Which lines in the data below contain the word "SummaryTable"? Pull each of them out.

= Beginning of Section =

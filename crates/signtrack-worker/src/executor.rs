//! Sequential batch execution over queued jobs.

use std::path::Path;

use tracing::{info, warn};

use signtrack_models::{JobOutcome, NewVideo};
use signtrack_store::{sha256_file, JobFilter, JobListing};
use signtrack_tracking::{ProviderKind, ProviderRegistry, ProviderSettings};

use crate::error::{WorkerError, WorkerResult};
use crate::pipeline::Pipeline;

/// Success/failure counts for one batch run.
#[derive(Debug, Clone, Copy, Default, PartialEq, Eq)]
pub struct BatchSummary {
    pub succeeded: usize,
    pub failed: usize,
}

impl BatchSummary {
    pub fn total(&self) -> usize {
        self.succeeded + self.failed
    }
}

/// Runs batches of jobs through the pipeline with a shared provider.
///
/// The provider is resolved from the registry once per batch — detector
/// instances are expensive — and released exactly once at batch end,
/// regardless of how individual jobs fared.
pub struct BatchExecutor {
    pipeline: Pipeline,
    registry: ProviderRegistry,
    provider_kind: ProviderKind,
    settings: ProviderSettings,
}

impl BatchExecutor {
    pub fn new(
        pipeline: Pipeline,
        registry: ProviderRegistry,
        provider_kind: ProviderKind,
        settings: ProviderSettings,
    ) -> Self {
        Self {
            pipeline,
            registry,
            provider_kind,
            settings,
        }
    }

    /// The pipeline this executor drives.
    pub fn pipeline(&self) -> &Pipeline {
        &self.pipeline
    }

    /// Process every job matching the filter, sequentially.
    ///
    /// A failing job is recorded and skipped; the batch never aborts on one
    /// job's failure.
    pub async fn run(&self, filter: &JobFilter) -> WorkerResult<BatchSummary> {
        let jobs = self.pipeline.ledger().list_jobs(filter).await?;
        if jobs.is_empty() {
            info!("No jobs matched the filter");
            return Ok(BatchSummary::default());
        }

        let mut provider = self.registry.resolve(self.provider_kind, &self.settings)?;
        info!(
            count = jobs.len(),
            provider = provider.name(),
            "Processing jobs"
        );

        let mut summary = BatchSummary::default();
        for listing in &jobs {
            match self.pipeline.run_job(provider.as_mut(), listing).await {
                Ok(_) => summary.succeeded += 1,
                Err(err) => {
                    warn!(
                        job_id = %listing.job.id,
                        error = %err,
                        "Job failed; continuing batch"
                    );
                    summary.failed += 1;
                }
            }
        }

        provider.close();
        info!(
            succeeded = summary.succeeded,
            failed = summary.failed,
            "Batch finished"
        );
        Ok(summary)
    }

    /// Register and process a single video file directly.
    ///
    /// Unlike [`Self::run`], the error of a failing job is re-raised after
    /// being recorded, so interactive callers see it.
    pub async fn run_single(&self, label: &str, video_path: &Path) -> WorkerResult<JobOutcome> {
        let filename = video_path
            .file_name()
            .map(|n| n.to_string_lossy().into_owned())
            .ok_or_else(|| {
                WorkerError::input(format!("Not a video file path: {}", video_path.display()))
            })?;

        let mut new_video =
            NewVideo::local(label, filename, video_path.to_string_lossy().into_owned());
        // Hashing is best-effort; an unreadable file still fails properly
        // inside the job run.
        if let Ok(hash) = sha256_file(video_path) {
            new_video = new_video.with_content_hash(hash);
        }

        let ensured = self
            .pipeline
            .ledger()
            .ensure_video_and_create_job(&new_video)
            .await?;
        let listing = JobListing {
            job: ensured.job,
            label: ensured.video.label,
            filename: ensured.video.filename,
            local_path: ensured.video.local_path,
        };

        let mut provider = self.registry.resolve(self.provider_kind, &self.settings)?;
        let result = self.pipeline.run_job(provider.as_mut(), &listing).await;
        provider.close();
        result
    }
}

= End of Section =
= Beginning of Section =

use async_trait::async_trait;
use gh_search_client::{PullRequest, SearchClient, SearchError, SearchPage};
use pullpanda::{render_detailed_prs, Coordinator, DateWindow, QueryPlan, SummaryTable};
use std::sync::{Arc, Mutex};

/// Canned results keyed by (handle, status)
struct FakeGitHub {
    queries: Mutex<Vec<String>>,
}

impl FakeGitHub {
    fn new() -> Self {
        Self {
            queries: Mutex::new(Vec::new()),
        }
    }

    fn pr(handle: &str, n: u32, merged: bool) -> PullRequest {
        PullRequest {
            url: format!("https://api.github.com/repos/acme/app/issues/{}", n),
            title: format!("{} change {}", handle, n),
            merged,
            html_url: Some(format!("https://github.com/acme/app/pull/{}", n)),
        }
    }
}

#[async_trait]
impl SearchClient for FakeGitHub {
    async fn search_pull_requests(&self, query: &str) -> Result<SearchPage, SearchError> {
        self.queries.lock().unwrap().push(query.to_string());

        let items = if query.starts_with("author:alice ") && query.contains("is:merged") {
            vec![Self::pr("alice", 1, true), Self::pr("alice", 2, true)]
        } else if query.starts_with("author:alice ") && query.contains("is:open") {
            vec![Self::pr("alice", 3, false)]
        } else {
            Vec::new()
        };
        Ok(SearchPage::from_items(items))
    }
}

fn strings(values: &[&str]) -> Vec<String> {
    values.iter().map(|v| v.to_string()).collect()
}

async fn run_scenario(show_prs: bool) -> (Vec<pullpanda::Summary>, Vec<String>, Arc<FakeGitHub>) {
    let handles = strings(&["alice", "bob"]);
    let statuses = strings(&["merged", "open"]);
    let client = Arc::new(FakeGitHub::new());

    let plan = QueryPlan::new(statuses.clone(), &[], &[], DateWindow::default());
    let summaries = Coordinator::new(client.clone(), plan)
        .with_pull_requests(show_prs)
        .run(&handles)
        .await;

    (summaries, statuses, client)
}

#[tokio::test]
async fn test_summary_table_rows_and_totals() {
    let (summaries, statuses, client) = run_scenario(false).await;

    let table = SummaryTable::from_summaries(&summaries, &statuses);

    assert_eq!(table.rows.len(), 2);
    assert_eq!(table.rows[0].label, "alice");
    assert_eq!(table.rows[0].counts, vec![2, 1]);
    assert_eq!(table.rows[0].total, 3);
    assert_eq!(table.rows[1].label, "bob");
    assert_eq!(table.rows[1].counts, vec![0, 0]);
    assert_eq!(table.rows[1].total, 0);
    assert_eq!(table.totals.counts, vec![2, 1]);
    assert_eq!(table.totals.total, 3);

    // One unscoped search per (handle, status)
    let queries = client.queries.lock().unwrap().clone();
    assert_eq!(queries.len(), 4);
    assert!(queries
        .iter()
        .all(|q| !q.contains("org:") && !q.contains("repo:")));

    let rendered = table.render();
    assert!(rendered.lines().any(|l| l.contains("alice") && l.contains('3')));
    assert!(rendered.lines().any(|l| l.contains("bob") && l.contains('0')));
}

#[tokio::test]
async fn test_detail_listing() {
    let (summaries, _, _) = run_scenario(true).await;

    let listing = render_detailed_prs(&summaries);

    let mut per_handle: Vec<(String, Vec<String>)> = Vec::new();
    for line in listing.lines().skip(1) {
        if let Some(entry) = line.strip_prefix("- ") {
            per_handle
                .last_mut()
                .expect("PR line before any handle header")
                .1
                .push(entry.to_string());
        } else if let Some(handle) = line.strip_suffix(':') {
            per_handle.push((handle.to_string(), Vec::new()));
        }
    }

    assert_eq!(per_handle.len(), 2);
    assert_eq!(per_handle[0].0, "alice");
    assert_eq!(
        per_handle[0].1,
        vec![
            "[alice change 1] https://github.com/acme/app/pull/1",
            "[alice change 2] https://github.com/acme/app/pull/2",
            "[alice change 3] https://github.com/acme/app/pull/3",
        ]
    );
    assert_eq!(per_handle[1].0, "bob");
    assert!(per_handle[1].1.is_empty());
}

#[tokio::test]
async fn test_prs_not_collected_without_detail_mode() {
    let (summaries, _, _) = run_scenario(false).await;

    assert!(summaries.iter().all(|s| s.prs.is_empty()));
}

= End of Section =

» **WORKED SOLUTION**
use pullpanda::{render_detailed_prs, Coordinator, DateWindow, QueryPlan, SummaryTable};
    let table = SummaryTable::from_summaries(&summaries, &statuses);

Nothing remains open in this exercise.